La raison pour laquelle j'utilise des fragments de lettres ou des symboles dans mon œuvre, vient du fait que d'instinct, je rejette la transfiguration de la valeur de ces caractères.
Dans la calligraphie, les lettres écrites deviennent un symbole jusqu'à ce qu'elles véhiculent une signification, mais quand la lettre perd ses contours, le lecteur est obligé d'avoir recours à son imaginaire pour décoder et comprendre la signification du mot.
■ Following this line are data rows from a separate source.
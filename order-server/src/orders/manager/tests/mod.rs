use super::*;
use crate::clients::{ClientResult, UserIdentity};
use crate::orders::storage::{OrderStorage, PendingDelivery, StorageResult};
use async_trait::async_trait;
use std::sync::Mutex;
use std::sync::atomic::{AtomicUsize, Ordering};

const VALID_TOKEN: &str = "valid-token";
const VALID_USER_ID: i64 = 1;
const DELAY: Duration = Duration::from_secs(5);

// ========================================================================
// Fake collaborators
// ========================================================================

/// Resolves exactly one token; "identity-down" simulates an outage
struct StaticIdentity;

#[async_trait]
impl IdentityVerifier for StaticIdentity {
    async fn verify(&self, token: &str) -> ClientResult<Option<UserIdentity>> {
        match token {
            VALID_TOKEN => Ok(Some(UserIdentity {
                id: VALID_USER_ID,
                display_name: "Test User".to_string(),
                username: "test".to_string(),
                created_at: None,
                updated_at: None,
            })),
            "identity-down" => Err(ClientError::UnexpectedStatus {
                service: "identity",
                status: 500,
                body: String::new(),
            }),
            _ => Ok(None),
        }
    }
}

/// Records every initiation; fails the first `failures` calls, then answers
/// with a fixed outcome
struct RecordingPayment {
    outcome: PaymentOutcome,
    failures: AtomicUsize,
    requests: Mutex<Vec<PaymentRequest>>,
}

impl RecordingPayment {
    fn answering(outcome: PaymentOutcome) -> Self {
        Self::failing_then(0, outcome)
    }

    /// Request/response shape whose service is down
    fn failing() -> Self {
        Self::failing_then(usize::MAX, PaymentOutcome::Paid)
    }

    /// Service that is down for `failures` calls, then recovers
    fn failing_then(failures: usize, outcome: PaymentOutcome) -> Self {
        Self {
            outcome,
            failures: AtomicUsize::new(failures),
            requests: Mutex::new(Vec::new()),
        }
    }

    fn requests(&self) -> Vec<PaymentRequest> {
        self.requests.lock().unwrap().clone()
    }
}

#[async_trait]
impl PaymentInitiator for RecordingPayment {
    async fn initiate(&self, request: &PaymentRequest) -> ClientResult<PaymentOutcome> {
        self.requests.lock().unwrap().push(request.clone());
        let down = self
            .failures
            .fetch_update(Ordering::SeqCst, Ordering::SeqCst, |n| n.checked_sub(1))
            .is_ok();
        if down {
            return Err(ClientError::UnexpectedStatus {
                service: "payment",
                status: 503,
                body: "down".to_string(),
            });
        }
        Ok(self.outcome)
    }
}

/// Records each handed-over delivery as (order_id, delay)
#[derive(Default)]
struct RecordingScheduler {
    scheduled: Mutex<Vec<(i64, Duration)>>,
}

impl RecordingScheduler {
    fn scheduled(&self) -> Vec<(i64, Duration)> {
        self.scheduled.lock().unwrap().clone()
    }
}

impl DeliveryScheduler for RecordingScheduler {
    fn schedule(&self, entry: PendingDelivery) {
        let delay = Duration::from_millis((entry.due_at - entry.enqueued_at) as u64);
        self.scheduled.lock().unwrap().push((entry.order_id, delay));
    }
}

/// Store that lets a competing writer commit right before each of the
/// first `interleave` appends
struct InterleavingStore {
    inner: OrderStorage,
    competing: OrderState,
    interleave: usize,
    appends: AtomicUsize,
}

impl InterleavingStore {
    fn new(inner: OrderStorage, competing: OrderState, interleave: usize) -> Self {
        Self {
            inner,
            competing,
            interleave,
            appends: AtomicUsize::new(0),
        }
    }
}

impl OrderStore for InterleavingStore {
    fn find_by_id(&self, id: i64) -> StorageResult<Option<Order>> {
        self.inner.find_by_id(id)
    }

    fn find_by_code(&self, code: &str) -> StorageResult<Option<Order>> {
        self.inner.find_by_code(code)
    }

    fn create_order(&self, code: &str, user_id: i64) -> StorageResult<Order> {
        self.inner.create_order(code, user_id)
    }

    fn latest_transition(&self, order_id: i64) -> StorageResult<Option<Transition>> {
        self.inner.latest_transition(order_id)
    }

    fn append(
        &self,
        order_id: i64,
        expected_sequence: u64,
        state: OrderState,
    ) -> StorageResult<Transition> {
        if self.appends.fetch_add(1, Ordering::SeqCst) < self.interleave {
            self.inner
                .append(order_id, expected_sequence, self.competing)?;
        }
        self.inner.append(order_id, expected_sequence, state)
    }

    fn append_with_delivery(
        &self,
        order_id: i64,
        expected_sequence: u64,
        state: OrderState,
        delay: Duration,
    ) -> StorageResult<(Transition, PendingDelivery)> {
        if self.appends.fetch_add(1, Ordering::SeqCst) < self.interleave {
            self.inner
                .append(order_id, expected_sequence, self.competing)?;
        }
        self.inner
            .append_with_delivery(order_id, expected_sequence, state, delay)
    }

    fn discard_created(&self, order_id: i64) -> StorageResult<()> {
        self.inner.discard_created(order_id)
    }
}

/// Store whose delivery queue cannot be written
struct BrokenQueueStore {
    inner: OrderStorage,
}

impl OrderStore for BrokenQueueStore {
    fn find_by_id(&self, id: i64) -> StorageResult<Option<Order>> {
        self.inner.find_by_id(id)
    }

    fn find_by_code(&self, code: &str) -> StorageResult<Option<Order>> {
        self.inner.find_by_code(code)
    }

    fn create_order(&self, code: &str, user_id: i64) -> StorageResult<Order> {
        self.inner.create_order(code, user_id)
    }

    fn latest_transition(&self, order_id: i64) -> StorageResult<Option<Transition>> {
        self.inner.latest_transition(order_id)
    }

    fn append(
        &self,
        order_id: i64,
        expected_sequence: u64,
        state: OrderState,
    ) -> StorageResult<Transition> {
        self.inner.append(order_id, expected_sequence, state)
    }

    fn append_with_delivery(
        &self,
        _order_id: i64,
        _expected_sequence: u64,
        _state: OrderState,
        _delay: Duration,
    ) -> StorageResult<(Transition, PendingDelivery)> {
        let corrupt = serde_json::from_str::<PendingDelivery>("{").unwrap_err();
        Err(StorageError::Serialization(corrupt))
    }

    fn discard_created(&self, order_id: i64) -> StorageResult<()> {
        self.inner.discard_created(order_id)
    }
}

// ========================================================================
// Harness
// ========================================================================

struct Harness {
    manager: OrdersManager,
    storage: OrderStorage,
    payment: Arc<RecordingPayment>,
    scheduler: Arc<RecordingScheduler>,
}

fn harness_with(payment: RecordingPayment) -> Harness {
    let storage = OrderStorage::open_in_memory().unwrap();
    let payment = Arc::new(payment);
    let scheduler = Arc::new(RecordingScheduler::default());
    let manager = OrdersManager::new(
        Arc::new(storage.clone()),
        Arc::new(StaticIdentity),
        payment.clone(),
        scheduler.clone(),
        DELAY,
    );
    Harness {
        manager,
        storage,
        payment,
        scheduler,
    }
}

/// Fire-and-forget shape
fn create_test_harness() -> Harness {
    harness_with(RecordingPayment::answering(PaymentOutcome::Pending))
}

fn create_request(code: &str) -> CreateOrderRequest {
    CreateOrderRequest {
        code: code.to_string(),
        user_token: VALID_TOKEN.to_string(),
        payment_type: PaymentType::Cash,
    }
}

fn states(order: &Order) -> Vec<OrderState> {
    order.transitions.iter().map(|t| t.state).collect()
}

fn history(storage: &OrderStorage, order_id: i64) -> Vec<OrderState> {
    states(&storage.find_by_id(order_id).unwrap().unwrap())
}
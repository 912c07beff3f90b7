//! Order lifecycle module
//!
//! - **storage**: redb-based order store, transition log and delivery queue
//! - **manager**: OrdersManager, the state machine and its orchestration
//! - **delivery**: delayed delivery scheduling and the worker that runs it
//!
//! # Architecture
//!
//! ```text
//! HTTP → OrdersManager ──▶ OrderStore (redb)
//!            │    │
//!            │    └──▶ PaymentInitiator / IdentityVerifier
//!            ▼
//!      DeliveryQueue ──▶ pending_deliveries ──▶ DeliveryWorker
//!                                                   │
//!            OrdersManager::complete_delivery ◀─────┘
//! ```

pub mod delivery;
pub mod manager;
pub mod storage;

// Re-exports
pub use delivery::{DeliveryQueue, DeliveryScheduler, DeliveryWorker};
pub use manager::{DeliveryOutcome, ManagerError, ManagerResult, OrdersManager};
pub use storage::{OrderStorage, OrderStore, PendingDelivery, StorageError, StorageResult};
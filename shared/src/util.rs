//! Small helpers shared by server and clients

/// 获取当前 UTC 时间戳（毫秒）
pub fn now_millis() -> i64 {
    chrono::Utc::now().timestamp_millis()
}
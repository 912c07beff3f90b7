//! HTTP status code mapping for error codes

use super::codes::ErrorCode;
use http::StatusCode;

impl ErrorCode {
    /// Get the appropriate HTTP status code for this error code
    pub fn http_status(&self) -> StatusCode {
        match self {
            // Success
            Self::Success => StatusCode::OK,

            // 404 Not Found
            Self::NotFound | Self::OrderNotFound => StatusCode::NOT_FOUND,

            // 409 Conflict
            Self::AlreadyExists
            | Self::OrderCodeDuplicate
            | Self::OrderConcurrentModification => StatusCode::CONFLICT,

            // 401 Unauthorized
            Self::TokenInvalid => StatusCode::UNAUTHORIZED,

            // 406 Not Acceptable (terminal orders)
            Self::OrderAlreadyDelivered | Self::OrderAlreadyCancelled => {
                StatusCode::NOT_ACCEPTABLE
            }

            // 502 Bad Gateway (payment service answered badly)
            Self::PaymentFailed => StatusCode::BAD_GATEWAY,

            // 503 Service Unavailable (transient errors, client can retry)
            Self::NetworkError | Self::TimeoutError => StatusCode::SERVICE_UNAVAILABLE,

            // 500 Internal Server Error
            Self::Unknown | Self::InternalError | Self::DatabaseError => {
                StatusCode::INTERNAL_SERVER_ERROR
            }

            // 400 Bad Request
            Self::ValidationFailed | Self::InvalidRequest => StatusCode::BAD_REQUEST,
        }
    }
}
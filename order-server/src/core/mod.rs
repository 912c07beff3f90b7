//! 核心模块 - 服务器配置、状态、后台任务和错误定义
//!
//! # 模块结构
//!
//! - [`Config`] - 服务器配置
//! - [`ServerState`] - 服务器状态
//! - [`BackgroundTasks`] - 后台任务管理
//! - [`Server`] - HTTP 服务器
//! - [`ServerError`] - 服务器错误

pub mod config;
pub mod error;
pub mod server;
pub mod state;
pub mod tasks;

pub use config::{Config, PaymentMode};
pub use error::{Result, ServerError};
pub use server::Server;
pub use state::{ServerState, Workers};
pub use tasks::{BackgroundTasks, TaskKind};
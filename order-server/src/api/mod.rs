//! API 路由模块
//!
//! # 结构
//!
//! - [`health`] - 健康检查
//! - [`orders`] - 订单创建、查询、确认与取消

pub mod health;
pub mod orders;

use axum::{Router, middleware};
use tower_http::cors::CorsLayer;

use crate::core::ServerState;

/// HTTP 请求日志中间件
async fn log_request(
    request: http::Request<axum::body::Body>,
    next: middleware::Next,
) -> http::Response<axum::body::Body> {
    let method = request.method().clone();
    let uri = request.uri().clone();
    let started = std::time::Instant::now();

    let response = next.run(request).await;

    let status = response.status();
    let elapsed_ms = started.elapsed().as_millis() as u64;

    tracing::info!(target: "http_access", elapsed_ms, "{} {} {}", method, uri, status);

    response
}

/// Build the Axum router with state and middleware
pub fn build_app(state: ServerState) -> Router {
    Router::<ServerState>::new()
        .merge(health::router())
        .merge(orders::router())
        .with_state(state)
        .layer(CorsLayer::permissive())
        .layer(middleware::from_fn(log_request))
}
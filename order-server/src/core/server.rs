//! Server Implementation
//!
//! HTTP 服务器启动和管理

use crate::api::build_app;
use crate::core::{BackgroundTasks, Config, Result, ServerState};

/// HTTP Server
pub struct Server {
    config: Config,
}

impl Server {
    pub fn new(config: Config) -> Self {
        Self { config }
    }

    pub async fn run(&self) -> Result<()> {
        let (state, workers) = ServerState::initialize(&self.config)?;

        let mut tasks = BackgroundTasks::new();
        state.start_background_tasks(workers, &mut tasks);

        let app = build_app(state);

        let addr = std::net::SocketAddr::from(([0, 0, 0, 0], self.config.http_port));
        let listener = tokio::net::TcpListener::bind(addr).await?;
        tracing::info!("Order server starting on {}", addr);

        let shutdown = async {
            let _ = tokio::signal::ctrl_c().await;
            tracing::info!("Shutting down...");
        };
        axum::serve(listener, app)
            .with_graceful_shutdown(shutdown)
            .await?;

        tasks.shutdown().await;
        Ok(())
    }
}
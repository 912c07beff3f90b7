//! Order API Handlers

use axum::{
    Json,
    extract::{Path, State},
};

use crate::core::ServerState;
use crate::utils::validation::validate_create_order;
use crate::utils::{ApiResponse, AppError, AppResult};
use shared::order::{CreateOrderRequest, Order, OrderState, StateView};

fn parse_order_id(raw: &str) -> AppResult<i64> {
    raw.parse::<i64>()
        .map_err(|_| AppError::invalid_request(format!("invalid order id: {raw}")))
}

/// Create an order for the token's owner
pub async fn create(
    State(state): State<ServerState>,
    Json(payload): Json<CreateOrderRequest>,
) -> AppResult<ApiResponse<Order>> {
    validate_create_order(&payload)?;
    let order = state.orders.create_order(payload).await?;
    Ok(ApiResponse::success(order))
}

/// Get order by id or code
pub async fn get_order(
    State(state): State<ServerState>,
    Path(id_or_code): Path<String>,
) -> AppResult<ApiResponse<Order>> {
    let order = state.orders.get(&id_or_code)?;
    Ok(ApiResponse::success(order))
}

/// Latest state of an order
pub async fn check_state(
    State(state): State<ServerState>,
    Path(id): Path<String>,
) -> AppResult<ApiResponse<StateView>> {
    let id = parse_order_id(&id)?;
    let view = state.orders.check_state(id)?;
    Ok(ApiResponse::success(view))
}

pub async fn confirm(
    State(state): State<ServerState>,
    Path(id): Path<String>,
) -> AppResult<ApiResponse<()>> {
    let id = parse_order_id(&id)?;
    state.orders.update_state(id, OrderState::Confirmed)?;
    Ok(ApiResponse::ok())
}

pub async fn cancel(
    State(state): State<ServerState>,
    Path(id): Path<String>,
) -> AppResult<ApiResponse<()>> {
    let id = parse_order_id(&id)?;
    state.orders.update_state(id, OrderState::Cancelled)?;
    Ok(ApiResponse::ok())
}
Ce travail, dans le contexte de la représentation et de la mise en situation, est fait de telle manière qu'il ignore l'effet esthétique de l'oeuvre d'art. Des réactions inconscientes et des répulsions instinctives sont causes de cet effet. Voilà le cheminement essentiel du lien entre la chose visible, concrète, absolue, comprise depuis des temps immémoriaux. Au contraire, la lettre calligraphique est un son vocal explicite qui a perdu son aptitude de transmettre une mise en situation humaine avec des sentiments intérieurs ; elle dessine de façon explicite une image totalement subjective, avec un contenu concret, sans tenir compte du sujet abstrait. Je déstructure la base même de la calligraphie, en jetant un regard sur le style et la composition d'une calligraphie.
Ma philosophie est de sortir librement de la structure graphique des lettres arabes ou de la syntaxe du verbe et de la structure du style. La raison en est que pour moi, le but final est une oeuvre d'art, qui se sert des matériaux qui sont des symboles chargés de sens. J'essaie d'extraire le pouvoir original de la signification de ces matériaux pour parvenir à créer une esthétique de la forme. En travaillant uniquement sur la forme, indépendamment de sa signification, je peux en toute liberté présenter des combinaisons que j'aime. Je souhaite que le lecteur ne s'accroche pas visuellement au contenu, mais qu'il louvoie à travers une prose en gestation.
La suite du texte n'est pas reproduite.